## [TASK DESCRIPTION]
Extract all lines that hold "data" from the records below.

#### AVAILABLE RECORDS ####

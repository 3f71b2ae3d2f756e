//! File service
//!
//! The operations a transport exposes to an authenticated user. Every
//! operation takes the caller's [`UserId`], resolves the caller-supplied
//! path inside that user's namespace and only then talks to the store.
//! Keys in responses are relative to the namespace.

use std::sync::Arc;

use serde::Serialize;

use crate::config::ServiceConfig;
use crate::delete::{FolderDeleteReport, FolderDeleter};
use crate::error::{Error, FailedKey, Result};
use crate::listing::{Listing, VirtualFile, VirtualFolder, list_all, project};
use crate::namespace::{Namespace, SEPARATOR, UserId, validate_segment};
use crate::traits::ObjectStore;

/// One directory level of a user's files
#[derive(Debug, Clone, Serialize)]
pub struct UserListing {
    /// Listed prefix, relative to the namespace ("" for the root)
    pub prefix: String,

    #[serde(flatten)]
    pub listing: Listing,
}

/// A time-limited URL for a direct transfer
#[derive(Debug, Clone, Serialize)]
pub struct PresignedUrl {
    /// Key relative to the namespace
    pub key: String,

    /// HTTP method the URL is signed for
    pub method: &'static str,

    pub url: String,

    pub expires_in_secs: u64,
}

/// User-scoped file operations over an object store
pub struct FileService<S: ?Sized> {
    store: Arc<S>,
    config: ServiceConfig,
}

impl<S> FileService<S>
where
    S: ObjectStore + ?Sized,
{
    pub fn new(store: Arc<S>, config: ServiceConfig) -> Self {
        Self { store, config }
    }

    pub fn config(&self) -> &ServiceConfig {
        &self.config
    }

    /// List one directory level under `prefix`
    pub async fn list_user_files(
        &self,
        user: &UserId,
        prefix: Option<&str>,
    ) -> Result<UserListing> {
        let ns = Namespace::new(user);
        let absolute = ns.resolve_prefix(prefix)?;
        tracing::debug!(user = %user, prefix = %absolute, "listing files");

        let entries = list_all(self.store.as_ref(), absolute.as_str()).await?;
        let listing = project(entries, absolute.as_str());

        Ok(UserListing {
            prefix: relative_to(&ns, absolute.as_str()),
            listing: Listing {
                folders: listing
                    .folders
                    .into_iter()
                    .map(|f| VirtualFolder {
                        key: relative_to(&ns, &f.key),
                    })
                    .collect(),
                files: listing
                    .files
                    .into_iter()
                    .map(|f| VirtualFile {
                        key: relative_to(&ns, &f.key),
                        ..f
                    })
                    .collect(),
            },
        })
    }

    /// Presigned URL for uploading `key` with the given content type
    pub async fn request_upload_url(
        &self,
        user: &UserId,
        key: &str,
        content_type: Option<&str>,
    ) -> Result<PresignedUrl> {
        let absolute = Namespace::new(user).resolve_key(key)?;
        let content_type = content_type
            .filter(|ct| !ct.is_empty())
            .unwrap_or(&self.config.default_content_type);
        let expires_in = self.config.upload_url_expiry();

        let url = self
            .store
            .presign_put(absolute.as_str(), content_type, expires_in)
            .await?;
        tracing::debug!(user = %user, key = %absolute, content_type, "issued upload url");

        Ok(PresignedUrl {
            key: key.to_string(),
            method: "PUT",
            url,
            expires_in_secs: expires_in.as_secs(),
        })
    }

    /// Presigned URL for downloading `key` as an attachment
    pub async fn request_download_url(&self, user: &UserId, key: &str) -> Result<PresignedUrl> {
        let absolute = Namespace::new(user).resolve_key(key)?;
        let expires_in = self.config.download_url_expiry();

        let url = self
            .store
            .presign_get(absolute.as_str(), expires_in, Some("attachment".to_string()))
            .await?;
        tracing::debug!(user = %user, key = %absolute, "issued download url");

        Ok(PresignedUrl {
            key: key.to_string(),
            method: "GET",
            url,
            expires_in_secs: expires_in.as_secs(),
        })
    }

    /// Create the zero-byte marker for folder `name` under `base_prefix`
    ///
    /// Returns the folder key relative to the namespace.
    pub async fn create_folder(
        &self,
        user: &UserId,
        base_prefix: Option<&str>,
        name: &str,
    ) -> Result<String> {
        let name = name.strip_suffix(SEPARATOR).unwrap_or(name);
        validate_segment(name)?;

        let ns = Namespace::new(user);
        let base = ns.resolve_prefix(base_prefix)?;
        let relative = format!("{}{name}{SEPARATOR}", relative_to(&ns, base.as_str()));
        let key = ns.resolve_prefix(Some(&relative))?;

        self.store.put_object(key.as_str(), Vec::new(), None).await?;
        tracing::info!(user = %user, key = %key, "created folder");

        Ok(relative)
    }

    /// Upload an object directly through the service
    pub async fn upload_object(
        &self,
        user: &UserId,
        key: &str,
        data: Vec<u8>,
        content_type: Option<&str>,
    ) -> Result<VirtualFile> {
        let ns = Namespace::new(user);
        let absolute = ns.resolve_key(key)?;
        let content_type = content_type
            .filter(|ct| !ct.is_empty())
            .unwrap_or(&self.config.default_content_type)
            .to_string();
        let size = data.len();

        let entry = self
            .store
            .put_object(absolute.as_str(), data, Some(content_type))
            .await?;
        tracing::info!(user = %user, key = %absolute, size, "uploaded object");

        let mut file = VirtualFile::from_entry(entry);
        file.key = relative_to(&ns, &file.key);
        Ok(file)
    }

    /// Delete a single object
    pub async fn delete_file(&self, user: &UserId, key: &str) -> Result<()> {
        let absolute = Namespace::new(user).resolve_key(key)?;
        self.store.delete_object(absolute.as_str()).await?;
        tracing::info!(user = %user, key = %absolute, "deleted object");
        Ok(())
    }

    /// Delete a folder and everything below it
    ///
    /// The namespace root itself cannot be deleted this way.
    pub async fn delete_folder(&self, user: &UserId, prefix: &str) -> Result<FolderDeleteReport> {
        if prefix.is_empty() {
            return Err(Error::InvalidPath(
                "A folder is required; the home folder cannot be deleted".into(),
            ));
        }

        let ns = Namespace::new(user);
        let absolute = ns.resolve_prefix(Some(prefix))?;

        let report = FolderDeleter::new(self.store.as_ref())
            .batch_size(self.config.delete_batch_size)
            .delete_folder(absolute.as_str())
            .await
            .map_err(|err| match err {
                Error::PartialDeleteFailure { deleted, failed } => Error::PartialDeleteFailure {
                    deleted,
                    failed: failed
                        .into_iter()
                        .map(|f| FailedKey {
                            key: relative_to(&ns, &f.key),
                            ..f
                        })
                        .collect(),
                },
                other => other,
            })?;

        Ok(FolderDeleteReport {
            prefix: relative_to(&ns, &report.prefix),
            deleted: report
                .deleted
                .iter()
                .map(|k| relative_to(&ns, k))
                .collect(),
            ..report
        })
    }
}

fn relative_to(ns: &Namespace, key: &str) -> String {
    ns.relative(key).unwrap_or(key).to_string()
}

####

## [RESULT OF THE TASK]
        data: Vec<u8>,
        let size = data.len();
            .put_object(absolute.as_str(), data, Some(content_type))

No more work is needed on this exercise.